The inferior colliculi (ICs) and SCs form an important endpoint of the time-specialized part of the auditory nervous system (Trussell, 1997). In the IC, topographic maps are found for frequency, periodicity, and location of a sound. This spatial map is sufficient and necessary for adequate orientation to a sound source (Cohen and Knudsen, 1999). The ICC is the first level where physiological correlates of critical bandwidth properties, such as its level independence, are present (Ehret and Merzenich, 1988a, Ehret and Merzenich, 1988b, Schreiner and Langner, 1997).

In the last two decades one has slowly started to accept the notion that the auditory system evolved to allow the perception of sounds that are of survival value, and that the auditory system therefore has to be studied using such sounds. This neuroethological emphasis (Ohlemiller et al., 1994) has brought us a major understanding of the brains of auditory specialists such as echo locating bats (Suga, 1988, Suga, 1996) and the barn owl (Konishi et al., 1988). Speech is not fundamentally different, in the acoustic sense, from animal vocalizations, albeit that it is not as stereotyped (Suga, 1992). Human speech cannot have carried any weight in the evolutionary pressure that led to vertebrate hearing, and thus one cannot expect any particular selectivity and sensitivity in the vertebrate auditory systems, including humans, to speech. However, one may assume that human speech developed according to the constraints posed by the auditory and vocalization systems. This is reflected in the fact that human speech and animal sounds, not only those of other primates, share the same three basic elements: steady-state harmonically related frequencies, frequency modulations (FMs) and noise bursts (Mullennix and Pisoni, 1989, Suga, 1988, Suga, 1992, Fitch et al., 1997).
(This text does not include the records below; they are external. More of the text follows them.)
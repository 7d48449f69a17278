//! Configuration error types.

use std::path::PathBuf;

use thiserror::Error;

/// Errors raised while reading or writing the configuration file.
///
/// Readers fall back to defaults on any of these; they are logged, never
/// surfaced to the control surface.
#[derive(Debug, Error)]
pub enum ConfigError {
    /// The configuration file does not exist.
    #[error("configuration file not found: {0}")]
    NotFound(PathBuf),

    /// The file could not be read or written.
    #[error("configuration I/O error on {path}: {source}")]
    Io {
        /// File involved
        path: PathBuf,
        /// Underlying error
        #[source]
        source: std::io::Error,
    },

    /// The file is not valid configuration JSON.
    #[error("invalid configuration in {path}: {source}")]
    Parse {
        /// File involved
        path: PathBuf,
        /// Underlying error
        #[source]
        source: serde_json::Error,
    },

    /// The configuration could not be serialized.
    #[error("failed to serialize configuration: {0}")]
    Serialize(#[from] serde_json::Error),

    /// The store has no backing file.
    #[error("configuration store is not backed by a file")]
    NoBackingFile,
}

impl ConfigError {
    /// Returns true if the error just means "no file yet".
    #[must_use]
    pub fn is_not_found(&self) -> bool {
        matches!(self, Self::NotFound(_))
    }
}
Most of our knowledge about the auditory thalamus and auditory cortex is obtained by stimulating with those sound elements that speech and animal vocalizations have in common: noise bursts, FM, and harmonic complexes interspersed with silent gaps. Frequency, noise burst bandwidth and preference for FM appear to be topographically mapped in cortical areas of auditory generalists (Schreiner, 1995) and specialists (Suga, 1994) alike. In contrast, sensitivity to low-frequency amplitude modulation (AM), as well as to gaps and voice onset times (VOTs), appears to be distributed across most neurons in at least three cortical areas and reflected as modulations in firing rate, that are synchronous across areas (Eggermont, 1994a, Eggermont, 1998c, Eggermont, 1999, Eggermont, 2000a). Many auditory cortical areas are tonotopically organized (Phillips, 1995, Schreiner, 1995) and they are presumably specialized to represent a limited, and likely different, set of particular important sound features (Ehret, 1997), albeit that none of these specializations, except in the mustache bat’s cortex, has definitively been identified. One would expect that separate auditory cortical areas needed to be able to integrate biologically important sound features with other perceptual and cognitive tasks. It is therefore likely that individual cortical areas fulfill a role similar to that of the various cell types and subdivisions in the CN and brainstem. It seems likely that no more than a few independent channels or types of processing can coexist within an area (Kaas, 1987). The information, extracted by each cortical area, could be used to create clustered representations of sound location (e.g. in the frontal eye fields, Cohen and Knudsen, 1999), and sound meaning (e.g. in the mammalian equivalents of premotor areas such as hyperstriatum ventrale pars caudale (HVc) in birds and Broca’s area in humans, Doupe and Kuhl, 1999).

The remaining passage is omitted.